Człuchów lies in a forested area in the southwest of the Pomeranian Voivodeship, at the intersection of Highway 25 from Koszalin to Bydgoszcz and Highway 22 from Gorzów Wielkopolski to Elbląg. The nearest city is Chojnice,  to the east.

History
By the beginning of the 13th century Człuchów was a Slavic settlement under the overlordship of the Kingdom of Poland located at the intersection of two trade routes. In 1312 the Teutonic Knights purchased the settlement for 250 silver marks from Nicholas of Poniec, a son of the voivod of Kalisz. The Order began constructing a fortress known as Schlochau on a hill east of the settlement; the fortress, the Order's second-largest after Marienburg, was completed in 1367. By 1323 it was used as a komturei (bailiwick) by the crusaders and consisted of three support buildings and the main castle. The fortress was so well-developed that Grand Master Heinrich von Dusemer granted the town Kulm law in 1348. After the defeat of the Order in the Thirteen Years' War, the town was transferred to Poland in the Second Peace of Thorn (1466). Many Jews immigrated to the town afterward, creating an enclosed Jewish quarter in the north of the town.

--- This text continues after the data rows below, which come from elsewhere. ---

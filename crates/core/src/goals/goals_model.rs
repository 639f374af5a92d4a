//! Goals domain models.

use rust_decimal::Decimal;
use serde::{Deserialize, Serialize};

/// Immutable snapshot of a savings goal at evaluation time.
///
/// The caller derives `periods_remaining` from its own notion of "today"
/// (see [`crate::utils::time_utils::periods_until`]); the engine never reads
/// a clock.
#[derive(Debug, Clone, Serialize, Deserialize, PartialEq)]
#[serde(rename_all = "camelCase")]
pub struct GoalSnapshot {
    /// Amount saved so far. Non-negative by caller precondition.
    pub current_amount: Decimal,
    /// Target amount. May be below `current_amount` when the goal is
    /// already met.
    pub target_amount: Decimal,
    /// Whole compounding periods left before the deadline. A value of zero
    /// is clamped to one during evaluation.
    pub periods_remaining: u32,
}

/// Result of evaluating a goal snapshot.
#[derive(Debug, Clone, Serialize, Deserialize, PartialEq)]
#[serde(rename_all = "camelCase")]
pub struct GoalFeasibility {
    /// Progress toward the target, capped at 100.
    pub percent_complete: Decimal,
    /// Amount still to be saved; never negative.
    pub remaining_amount: Decimal,
    /// Contribution per period needed to close the gap by the deadline.
    /// Kept at full decimal precision; display rounding is the caller's
    /// concern.
    pub required_periodic_contribution: Decimal,
}
//! Cadence CLI - Command-line client for the Cadence scheduler

use anyhow::{Context, Result};
use clap::{Parser, Subcommand};
use colored::Colorize;
use serde::{Deserialize, Serialize};
use serde_json::{json, Value};
use std::path::{Path, PathBuf};
use tabled::{Table, Tabled};

const DEFAULT_RPC_URL: &str = "http://127.0.0.1:9527";

#[derive(Parser)]
#[command(name = "cadence-cli")]
#[command(about = "Cadence job scheduler CLI", long_about = None)]
#[command(version)]
struct Cli {
    #[command(subcommand)]
    command: Commands,

    /// RPC server URL
    #[arg(long, env = "CADENCE_RPC_URL", default_value = DEFAULT_RPC_URL)]
    rpc_url: String,
}

#[derive(Subcommand)]
enum Commands {
    /// Schedule a sequence for a number of subscribers
    Submit {
        /// JSON file holding either a step array or {"steps": [...]}
        #[arg(short, long, conflicts_with = "steps")]
        file: Option<PathBuf>,

        /// Step array as an inline JSON string
        #[arg(long)]
        steps: Option<String>,

        /// Number of subscribers the sequence fans out to
        #[arg(short, long)]
        subscribers: i64,
    },

    /// Show queue depth per status
    Stats,
}

#[derive(Serialize)]
struct JsonRpcRequest {
    jsonrpc: String,
    method: String,
    params: Value,
    id: u64,
}

#[derive(Deserialize)]
struct JsonRpcResponse {
    result: Option<Value>,
    error: Option<JsonRpcError>,
}

#[derive(Deserialize)]
struct JsonRpcError {
    code: i32,
    message: String,
}

#[derive(Deserialize)]
struct StatsResult {
    initialized_jobs: i64,
    in_progress_jobs: i64,
    completed_jobs: i64,
    failed_jobs: i64,
    uptime_seconds: u64,
}

#[derive(Tabled)]
struct StatusRow {
    status: &'static str,
    jobs: i64,
}

async fn call_rpc(url: &str, method: &str, params: Value) -> Result<Value> {
    let request = JsonRpcRequest {
        jsonrpc: "2.0".to_string(),
        method: method.to_string(),
        params,
        id: 1,
    };

    let client = reqwest::Client::new();
    let response: JsonRpcResponse = client
        .post(url)
        .json(&request)
        .send()
        .await
        .context("Failed to connect to daemon")?
        .json()
        .await
        .context("Failed to parse response")?;

    if let Some(error) = response.error {
        anyhow::bail!("RPC error ({}): {}", error.code, error.message);
    }

    response
        .result
        .ok_or_else(|| anyhow::anyhow!("No result in response"))
}

/// Accepts a bare step array or an object with a `steps` array
fn parse_steps(raw: &str) -> Result<Vec<Value>> {
    let value: Value = serde_json::from_str(raw).context("Invalid JSON")?;
    let steps = match value {
        Value::Array(steps) => steps,
        Value::Object(mut obj) => match obj.remove("steps") {
            Some(Value::Array(steps)) => steps,
            _ => anyhow::bail!("Expected a \"steps\" array"),
        },
        _ => anyhow::bail!("Expected a step array or an object with \"steps\""),
    };
    Ok(steps)
}

fn load_steps(file: Option<&Path>, inline: Option<&str>) -> Result<Vec<Value>> {
    match (file, inline) {
        (Some(path), _) => {
            let raw = std::fs::read_to_string(path)
                .with_context(|| format!("Failed to read {}", path.display()))?;
            parse_steps(&raw)
        }
        (None, Some(raw)) => parse_steps(raw),
        (None, None) => anyhow::bail!("Pass either --file or --steps"),
    }
}

#[tokio::main]
async fn main() -> Result<()> {
    let cli = Cli::parse();

    match cli.command {
        Commands::Submit {
            file,
            steps,
            subscribers,
        } => {
            let steps = load_steps(file.as_deref(), steps.as_deref())?;
            let step_count = steps.len();
            let params = json!({
                "steps": steps,
                "subscribers": subscribers,
            });

            let result = call_rpc(&cli.rpc_url, "sequence.submit.v1", params).await?;
            let scheduled = result["jobs_scheduled"].as_u64().unwrap_or(0);

            println!("{}", "✓ Sequence scheduled".green().bold());
            println!();
            println!("  {} {}", "Steps:".bold(), step_count);
            println!("  {} {}", "Subscribers:".bold(), subscribers);
            println!("  {} {}", "Jobs scheduled:".bold(), scheduled);
        }

        Commands::Stats => {
            println!("{}", "Queue Status".cyan().bold());
            println!();

            match call_rpc(&cli.rpc_url, "admin.stats.v1", json!({})).await {
                Ok(result) => {
                    let stats: StatsResult = serde_json::from_value(result)?;
                    println!("  {} {}", "RPC URL:".bold(), cli.rpc_url);
                    println!("  {} {}", "Status:".bold(), "ONLINE".green());
                    println!("  {} {} seconds", "Uptime:".bold(), stats.uptime_seconds);
                    println!();

                    let rows = vec![
                        StatusRow {
                            status: "INITIALIZED",
                            jobs: stats.initialized_jobs,
                        },
                        StatusRow {
                            status: "IN_PROGRESS",
                            jobs: stats.in_progress_jobs,
                        },
                        StatusRow {
                            status: "COMPLETED",
                            jobs: stats.completed_jobs,
                        },
                        StatusRow {
                            status: "FAILED",
                            jobs: stats.failed_jobs,
                        },
                    ];
                    println!("{}", Table::new(rows));
                }
                Err(e) => {
                    println!("  {} {}", "Status:".bold(), "ERROR".red());
                    println!("  {} {}", "Error:".bold(), e);
                }
            }
        }
    }

    Ok(())
}

#[cfg(test)]
mod tests {
    use super::*;

    #[test]
    fn test_parse_steps_accepts_bare_array() {
        let steps = parse_steps(r#"[{"type": "job", "metadata": "hi"}]"#).unwrap();
        assert_eq!(steps.len(), 1);
    }

    #[test]
    fn test_parse_steps_accepts_wrapped_array() {
        let steps = parse_steps(r#"{"steps": [{}, {}]}"#).unwrap();
        assert_eq!(steps.len(), 2);
    }

    #[test]
    fn test_parse_steps_rejects_other_shapes() {
        assert!(parse_steps("42").is_err());
        assert!(parse_steps(r#"{"steps": 1}"#).is_err());
        assert!(parse_steps("not json").is_err());
    }

    #[test]
    fn test_load_steps_requires_a_source() {
        assert!(load_steps(None, None).is_err());
        assert!(load_steps(Some(Path::new("/nonexistent/steps.json")), None).is_err());
    }
}
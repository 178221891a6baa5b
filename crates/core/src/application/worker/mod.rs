// Worker support shared by the long-running loops (claimer, reconciler)

pub mod constants;
mod shutdown;

pub use shutdown::{shutdown_channel, ShutdownSender, ShutdownToken};
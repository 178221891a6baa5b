// Time Provider Port (for testability)

use chrono::{DateTime, Utc};

/// Time provider interface (allows mocking in tests)
pub trait TimeProvider: Send + Sync {
    /// Current wall-clock time in UTC
    fn now(&self) -> DateTime<Utc>;
}

/// System time provider (production)
pub struct SystemTimeProvider;

impl TimeProvider for SystemTimeProvider {
    fn now(&self) -> DateTime<Utc> {
        Utc::now()
    }
}

pub mod mocks {
    use super::*;
    use chrono::TimeDelta;
    use std::sync::Mutex;

    /// Clock that only moves when told to
    pub struct FixedTimeProvider {
        now: Mutex<DateTime<Utc>>,
    }

    impl FixedTimeProvider {
        pub fn new(now: DateTime<Utc>) -> Self {
            Self {
                now: Mutex::new(now),
            }
        }

        pub fn set(&self, now: DateTime<Utc>) {
            *self.now.lock().unwrap() = now;
        }

        pub fn advance(&self, by: TimeDelta) {
            let mut now = self.now.lock().unwrap();
            *now += by;
        }
    }

    impl TimeProvider for FixedTimeProvider {
        fn now(&self) -> DateTime<Utc> {
            *self.now.lock().unwrap()
        }
    }
}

Encouraged by the Polish starosta Latal and the town's German-speaking populace, Schlochau converted to Lutheranism in 1550 during the Protestant Reformation. During the Counter-Reformation and encouraged by the Polish government, the town's main church was reclaimed by Catholics in 1609. By the end of the 16th century Schlochau had 45 houses.  From 1655-57 during the Northern Wars (The Deluge), the previously impregnable castle was captured by the Kingdom of Sweden and the town was heavily damaged.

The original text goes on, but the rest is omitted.